The facts show that the party whose name was signed to the supposed forged instrument was in fact signed by him, and the forgery consisted of the fact that the check was filled in above his name with the amount of $3200. There is no question of the fact that the purported maker signed the check and left it in blank and turned it over to defendant for the purpose of being used by appellant in buying cotton for the alleged maker. This occurred in Gillespie County. Subsequently in Atascosa County the instrument alleged to have been forged was passed by appellant as contended by the State. Over the name of the alleged *34 maker was inserted the amount of $3200. The bank upon whom it was passed claimed to have placed this amount to appellant's credit, and that appellant drew out fourteen or fifteen hundred dollars of the money. There was an issue seriously fought in the court below on the identity of appellant as the man who passed the check. Appellant denied this, and there was quite an array of testimony showing an alibi and his whereabouts during the time claimed by the State that he was in Atascosa County. The testimony proving the alibi is very strong and gives facts and dates, registers at hotels and matters of that sort that raises a very serious issue as to whether appellant was in Atascosa County at the time the check was passed, as well as to his identity.

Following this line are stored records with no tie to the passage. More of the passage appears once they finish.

//! Generic descriptive statistics implementations.
//!
//! # Summaries
//!
//! - `describe_impl` collects location, spread, quartiles and shape in one
//!   pass over a sorted copy. Quartiles use linear interpolation at p·(n-1).
//!   Skewness and kurtosis are bias-adjusted (G₁, G₂) and reported as `None`
//!   when the sample is too small or constant.
//!
//!   ```text
//!   CV = s / |x̄| · 100
//!   ```
//!
//! - `frequency_impl` bins [min, max] into equal-width intervals. The bin
//!   index is `floor((x - min) / width)`, clamped to the last bin so the
//!   maximum lands inside the table.
//!
//! - `detect_outliers_impl` applies Tukey's fences with the configured
//!   multiplier k:
//!
//!   ```text
//!   lower = q1 - k·IQR,  upper = q3 + k·IQR
//!   ```

use crate::stats::config::StatsConfig;
use crate::stats::error::{StatsError, StatsResult};
use crate::stats::helpers::{ensure_min_len, ensure_non_empty, sorted_copy};
use crate::stats::interpretation::{KurtosisShape, Normality, SkewnessShape, Variability};
use crate::stats::math::{self, quantile_sorted};
use crate::stats::traits::{
    DescriptiveStats, DispersionSummary, DistributionSummary, FrequencyBin, NormalityAssessment,
    OutlierReport,
};

/// Generic implementation of `describe`.
pub fn describe_impl(x: &[f64]) -> StatsResult<DescriptiveStats> {
    ensure_min_len(x, 2, "describe")?;
    tracing::debug!(n = x.len(), "describe");

    let n = x.len();
    let sorted = sorted_copy(x);
    let mean = math::mean(x)?;
    let variance = math::variance(x)?;
    let std = variance.sqrt();
    let min = sorted[0];
    let max = sorted[n - 1];
    let q1 = quantile_sorted(&sorted, 0.25);
    let q2 = quantile_sorted(&sorted, 0.5);
    let q3 = quantile_sorted(&sorted, 0.75);

    let finite_spread = std > 0.0 && std.is_finite();
    let skewness = if n >= 3 && finite_spread {
        Some(math::skewness(x)?)
    } else {
        None
    };
    let kurtosis = if n >= 4 && finite_spread {
        Some(math::kurtosis(x)?)
    } else {
        None
    };
    let cv = (mean != 0.0).then(|| std / mean.abs() * 100.0);

    Ok(DescriptiveStats {
        count: n,
        mean,
        median: q2,
        mode: math::mode(x)?,
        std,
        variance,
        min,
        max,
        range: max - min,
        q1,
        q2,
        q3,
        iqr: q3 - q1,
        skewness,
        kurtosis,
        cv,
    })
}

/// Generic implementation of `dispersion`.
pub fn dispersion_impl(x: &[f64]) -> StatsResult<DispersionSummary> {
    let stats = describe_impl(x)?;
    Ok(DispersionSummary {
        range: stats.range,
        variance: stats.variance,
        std: stats.std,
        iqr: stats.iqr,
        cv: stats.cv,
        variability: stats.cv.map(Variability::from_cv_percent),
    })
}

/// Generic implementation of `distribution`.
pub fn distribution_impl(x: &[f64]) -> StatsResult<DistributionSummary> {
    let stats = describe_impl(x)?;
    let shape = stats.skewness.zip(stats.kurtosis);
    Ok(DistributionSummary {
        q1: stats.q1,
        q2: stats.q2,
        q3: stats.q3,
        skewness: stats.skewness,
        kurtosis: stats.kurtosis,
        skewness_shape: stats.skewness.map(SkewnessShape::from_skewness),
        kurtosis_shape: stats.kurtosis.map(KurtosisShape::from_kurtosis),
        normality: shape.map(|(s, k)| Normality::from_shape(s, k)),
        is_normal: shape.map(|(s, k)| s.abs() <= 1.0 && k.abs() <= 1.0),
    })
}

/// Generic implementation of `frequency`.
pub fn frequency_impl(
    config: &StatsConfig,
    x: &[f64],
    bins: Option<usize>,
) -> StatsResult<Vec<FrequencyBin>> {
    ensure_non_empty(x, "frequency")?;
    let bins = bins.unwrap_or(config.frequency_bins);
    if bins == 0 {
        return Err(StatsError::invalid_parameter(
            "bins",
            0.0,
            "frequency table needs at least one bin",
        ));
    }
    tracing::debug!(n = x.len(), bins, "frequency");

    let min = math::min(x)?;
    let max = math::max(x)?;
    let width = (max - min) / bins as f64;
    if !width.is_finite() {
        return Err(StatsError::degenerate(
            "frequency",
            "data range overflows f64, bin width is undefined",
        ));
    }

    let mut counts = vec![0usize; bins];
    for &v in x {
        let idx = if width > 0.0 {
            ((v - min) / width).floor() as usize
        } else {
            0
        };
        counts[idx.min(bins - 1)] += 1;
    }

    let total = x.len() as f64;
    let mut cumulative = 0usize;
    Ok(counts
        .into_iter()
        .enumerate()
        .map(|(i, frequency)| {
            cumulative += frequency;
            FrequencyBin {
                range_start: min + i as f64 * width,
                range_end: min + (i + 1) as f64 * width,
                frequency,
                relative_frequency: frequency as f64 / total,
                cumulative_frequency: cumulative,
                cumulative_relative_frequency: cumulative as f64 / total,
            }
        })
        .collect())
}

/// Generic implementation of `detect_outliers`.
pub fn detect_outliers_impl(config: &StatsConfig, x: &[f64]) -> StatsResult<OutlierReport> {
    ensure_non_empty(x, "detect_outliers")?;
    tracing::debug!(n = x.len(), k = config.outlier_iqr_multiplier, "detect_outliers");

    let sorted = sorted_copy(x);
    let q1 = quantile_sorted(&sorted, 0.25);
    let q3 = quantile_sorted(&sorted, 0.75);
    let iqr = q3 - q1;
    let lower_bound = q1 - config.outlier_iqr_multiplier * iqr;
    let upper_bound = q3 + config.outlier_iqr_multiplier * iqr;

    let (indices, outliers) = x
        .iter()
        .enumerate()
        .filter(|&(_, &v)| v < lower_bound || v > upper_bound)
        .map(|(i, &v)| (i, v))
        .unzip();

    Ok(OutlierReport {
        q1,
        q3,
        iqr,
        lower_bound,
        upper_bound,
        outliers,
        indices,
    })
}

/// Generic implementation of `test_normality`.
pub fn test_normality_impl(x: &[f64]) -> StatsResult<NormalityAssessment> {
    let skewness = math::skewness(x)?;
    let kurtosis = math::kurtosis(x)?;
    let stats = describe_impl(x)?;

    Ok(NormalityAssessment {
        stats,
        skewness,
        kurtosis,
        normality: Normality::from_shape(skewness, kurtosis),
        is_normal: skewness.abs() <= 1.0 && kurtosis.abs() <= 1.0,
    })
}

#[cfg(test)]
mod tests {
    use super::*;

    #[test]
    fn test_describe_basic() {
        let x = [2.0, 4.0, 4.0, 4.0, 5.0, 5.0, 7.0, 9.0];
        let s = describe_impl(&x).unwrap();
        assert_eq!(s.count, 8);
        assert!((s.mean - 5.0).abs() < 1e-12);
        assert!((s.median - 4.5).abs() < 1e-12);
        assert_eq!(s.mode, 4.0);
        assert!((s.range - 7.0).abs() < 1e-12);
        assert!((s.q1 - 4.0).abs() < 1e-12);
        assert!((s.q3 - 5.5).abs() < 1e-12);
        assert!((s.iqr - 1.5).abs() < 1e-12);
        assert!(s.q1 <= s.q2 && s.q2 <= s.q3);
        assert!(s.skewness.is_some() && s.kurtosis.is_some());
        let cv = s.cv.unwrap();
        assert!((cv - s.std / 5.0 * 100.0).abs() < 1e-12);
    }

    #[test]
    fn test_describe_constant_and_zero_mean() {
        let s = describe_impl(&[3.0, 3.0, 3.0, 3.0]).unwrap();
        assert_eq!(s.variance, 0.0);
        assert_eq!(s.skewness, None);
        assert_eq!(s.kurtosis, None);

        let s = describe_impl(&[-1.0, 1.0]).unwrap();
        assert_eq!(s.cv, None);
        assert!(dispersion_impl(&[-1.0, 1.0]).unwrap().variability.is_none());

        assert!(matches!(describe_impl(&[]), Err(StatsError::EmptyData { .. })));
        assert!(matches!(
            describe_impl(&[1.0]),
            Err(StatsError::InsufficientData { required: 2, got: 1, .. })
        ));
    }

    #[test]
    fn test_frequency_table_invariants() {
        let config = StatsConfig::default();
        let x: Vec<f64> = (1..=20).map(f64::from).collect();
        let table = frequency_impl(&config, &x, Some(4)).unwrap();
        assert_eq!(table.len(), 4);
        assert_eq!(table.iter().map(|b| b.frequency).sum::<usize>(), 20);
        // The maximum falls in the last bin, not past it.
        assert_eq!(table[3].frequency, 5);
        assert_eq!(table[3].cumulative_frequency, 20);
        assert!((table[3].cumulative_relative_frequency - 1.0).abs() < 1e-12);
        for pair in table.windows(2) {
            assert!(pair[0].cumulative_frequency <= pair[1].cumulative_frequency);
        }
    }

    #[test]
    fn test_frequency_edge_cases() {
        let config = StatsConfig::default();
        let table = frequency_impl(&config, &[2.0, 2.0, 2.0], None).unwrap();
        assert_eq!(table.len(), 10);
        assert_eq!(table[0].frequency, 3);
        assert!(matches!(
            frequency_impl(&config, &[1.0, 2.0], Some(0)),
            Err(StatsError::InvalidParameter { .. })
        ));
    }

    #[test]
    fn test_overflowing_spread_is_degenerate() {
        let config = StatsConfig::default();
        assert!(matches!(
            frequency_impl(&config, &[-1e308, 1e308], Some(3)),
            Err(StatsError::DegenerateInput { .. })
        ));

        let huge = [1e200, 2e200, 4e200, 8e200];
        assert!(matches!(
            math::skewness(&huge),
            Err(StatsError::DegenerateInput { .. })
        ));
        assert!(matches!(
            math::kurtosis(&huge),
            Err(StatsError::DegenerateInput { .. })
        ));
        let s = describe_impl(&huge).unwrap();
        assert!(s.std.is_infinite());
        assert_eq!(s.skewness, None);
        assert_eq!(s.kurtosis, None);
    }

    #[test]
    fn test_distribution_quartiles_and_normality() {
        let d = distribution_impl(&[1.0, 2.0, 3.0, 4.0, 9.0]).unwrap();
        assert_eq!((d.q1, d.q2, d.q3), (2.0, 3.0, 4.0));
        assert!(d.skewness.unwrap() > 1.0);
        assert_eq!(d.normality, Some(Normality::Different));
        assert_eq!(d.is_normal, Some(false));
        assert!(d.summary().contains("different from normal"));

        let json = serde_json::to_value(&d).unwrap();
        assert_eq!(json["q2"], 3.0);
        assert_eq!(json["normality"], "different");
        assert_eq!(json["isNormal"], false);

        let small = distribution_impl(&[1.0, 2.0, 4.0]).unwrap();
        assert_eq!(small.q2, 2.0);
        assert!(small.skewness.is_some());
        assert_eq!(small.normality, None);
        assert_eq!(small.is_normal, None);
    }

    #[test]
    fn test_outliers() {
        let config = StatsConfig::default();
        let x = [10.0, 12.0, 11.0, 13.0, 12.0, 11.0, 100.0];
        let report = detect_outliers_impl(&config, &x).unwrap();
        assert_eq!(report.outliers, vec![100.0]);
        assert_eq!(report.indices, vec![6]);
        assert!(report.lower_bound < 10.0);
    }

    #[test]
    fn test_normality_heuristic() {
        let x = [1.0, 2.0, 3.0, 4.0, 5.0, 6.0, 7.0, 8.0, 9.0];
        let result = test_normality_impl(&x).unwrap();
        // Uniform grid: zero skew, excess kurtosis -1.2
        assert!(result.skewness.abs() < 1e-12);
        assert!((result.kurtosis + 1.2).abs() < 1e-12);
        assert_eq!(result.normality, Normality::Different);
        assert!(!result.is_normal);

        assert!(test_normality_impl(&[1.0, 2.0, 3.0]).is_err());
    }
}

In the motion for new trial appellant produced the affidavit of a party named Mills, whose testimony was shown to have been unknown to appellant or his attorneys at the time of the trial, and was discovered by them subsequently going strongly to show that the man who was in Atascosa County and supposed to have passed the check was not defendant. It is unnecessary to go into the details and circumstances and reasons why this witness says appellant was not the man. We are of opinion that under this showing appellant was entitled to a new trial. The evidence is strongly contested that he was the party who passed the check. Under such showing the jury might have reached the conclusion that he was not in Atascosa County, and was not the party who passed the check upon the bank. There was evidence strongly put that he was in San Antonio during the three days the State claimed he was in Atascosa County. This came from different parties showing his presence in the City of San Antonio, where he registered at different hotels during the three days. The testimony from some of the witnesses is not clear that appellant was the party who passed the check. Under these circumstances we are of opinion that the motion for new trial should have been granted on account of the newly discovered testimony. Taking the case as a whole, and the condition of the State's as well as the defendant's view of it on the question of identity, the strong proof of alibi, the new trial should have been granted on account of the newly discovered testimony of Mills, which strongly tended to support appellant's theory of the case that he was not the party in Atascosa County and who the State claimed passed the check or forged instrument.

The other questions may arise in a different form upon another trial, and may be more fully elucidated, and, therefore, are not discussed.

The judgment will be reversed and the cause remanded.